DIRECTIONS FOR THIS TASK:
Find how many lines in this data contain the string "Debug". Respond with only that number.

Data records

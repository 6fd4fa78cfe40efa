//! In-memory warehouse client for testing.

use super::{ColumnDescriptor, OperationState, WarehouseClient, WarehouseCursor, WarehouseRow};
use crate::db::Value;
use crate::error::{ParityError, Result};
use async_trait::async_trait;
use std::collections::{HashMap, VecDeque};
use std::sync::Arc;

#[derive(Debug, Clone)]
enum Script {
    Rows {
        columns: Vec<ColumnDescriptor>,
        rows: Vec<WarehouseRow>,
    },
    Fail(ParityError),
}

/// A warehouse client that answers scripted statements.
#[derive(Debug, Clone, Default)]
pub struct MockWarehouseClient {
    scripts: Arc<HashMap<String, Script>>,
    polls_before_finish: usize,
}

impl MockWarehouseClient {
    pub fn new() -> Self {
        Self::default()
    }

    /// Scripts a statement returning `rows`, given positionally in the order
    /// of `columns`.
    pub fn with_rows(
        mut self,
        sql: &str,
        columns: Vec<ColumnDescriptor>,
        rows: Vec<Vec<Value>>,
    ) -> Self {
        let rows = rows
            .into_iter()
            .map(|values| {
                columns
                    .iter()
                    .map(|c| c.name.clone())
                    .zip(values)
                    .collect::<WarehouseRow>()
            })
            .collect();
        Arc::make_mut(&mut self.scripts)
            .insert(sql.trim().to_string(), Script::Rows { columns, rows });
        self
    }

    /// Scripts a statement whose execution fails.
    pub fn with_failure(mut self, sql: &str, error: ParityError) -> Self {
        Arc::make_mut(&mut self.scripts).insert(sql.trim().to_string(), Script::Fail(error));
        self
    }

    /// Makes every statement report `Running` this many times before finishing.
    pub fn with_polls_before_finish(mut self, polls: usize) -> Self {
        self.polls_before_finish = polls;
        self
    }
}

#[async_trait]
impl WarehouseClient for MockWarehouseClient {
    async fn cursor(&self) -> Result<Box<dyn WarehouseCursor>> {
        Ok(Box::new(MockWarehouseCursor {
            scripts: Arc::clone(&self.scripts),
            polls_remaining: self.polls_before_finish,
            columns: Vec::new(),
            pending: VecDeque::new(),
            closed: false,
        }))
    }
}

/// Cursor handed out by [`MockWarehouseClient`].
#[derive(Debug)]
pub struct MockWarehouseCursor {
    scripts: Arc<HashMap<String, Script>>,
    polls_remaining: usize,
    columns: Vec<ColumnDescriptor>,
    pending: VecDeque<WarehouseRow>,
    closed: bool,
}

#[async_trait]
impl WarehouseCursor for MockWarehouseCursor {
    async fn execute(&mut self, sql: &str) -> Result<()> {
        if self.closed {
            return Err(ParityError::connection("cursor is closed"));
        }
        match self.scripts.get(sql.trim()) {
            Some(Script::Rows { columns, rows }) => {
                self.columns = columns.clone();
                self.pending = rows.iter().cloned().collect();
                Ok(())
            }
            Some(Script::Fail(e)) => Err(e.clone()),
            None => Err(ParityError::query(format!(
                "no such statement: {}",
                sql.trim()
            ))),
        }
    }

    async fn status(&mut self) -> Result<OperationState> {
        if self.polls_remaining > 0 {
            self.polls_remaining -= 1;
            return Ok(OperationState::Running);
        }
        Ok(OperationState::Finished)
    }

    fn description(&self) -> Vec<ColumnDescriptor> {
        self.columns.clone()
    }

    async fn fetch_row(&mut self) -> Result<Option<WarehouseRow>> {
        Ok(self.pending.pop_front())
    }

    async fn close(&mut self) -> Result<()> {
        self.closed = true;
        Ok(())
    }
}

#[cfg(test)]
mod tests {
    use super::*;

    #[tokio::test]
    async fn test_cursor_yields_scripted_rows() {
        let client = MockWarehouseClient::new().with_rows(
            "SELECT id, ts FROM events",
            vec![
                ColumnDescriptor::new("id", "INT_TYPE"),
                ColumnDescriptor::new("ts", "TIMESTAMP_TYPE"),
            ],
            vec![vec![Value::Int(1), Value::from("2024-01-01 00:00:00.123")]],
        );

        let mut cursor = client.cursor().await.unwrap();
        cursor.execute("SELECT id, ts FROM events").await.unwrap();
        assert_eq!(cursor.status().await.unwrap(), OperationState::Finished);
        assert_eq!(cursor.description().len(), 2);
        assert!(cursor.description()[1].is_timestamp());

        let row = cursor.fetch_row().await.unwrap().unwrap();
        assert_eq!(row["id"], Value::Int(1));
        assert!(cursor.fetch_row().await.unwrap().is_none());
        cursor.close().await.unwrap();
    }

    #[tokio::test]
    async fn test_cursor_reports_running_before_finished() {
        let client = MockWarehouseClient::new().with_polls_before_finish(2);
        let mut cursor = client.cursor().await.unwrap();

        assert_eq!(cursor.status().await.unwrap(), OperationState::Running);
        assert_eq!(cursor.status().await.unwrap(), OperationState::Running);
        assert_eq!(cursor.status().await.unwrap(), OperationState::Finished);
    }

    #[tokio::test]
    async fn test_scripted_failure() {
        let client = MockWarehouseClient::new()
            .with_failure("SELECT broken", ParityError::query("SemanticException"));
        let mut cursor = client.cursor().await.unwrap();

        let err = cursor.execute("SELECT broken").await.unwrap_err();
        assert!(err.to_string().contains("SemanticException"));
    }
}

PROBLEM SOLUTION:
3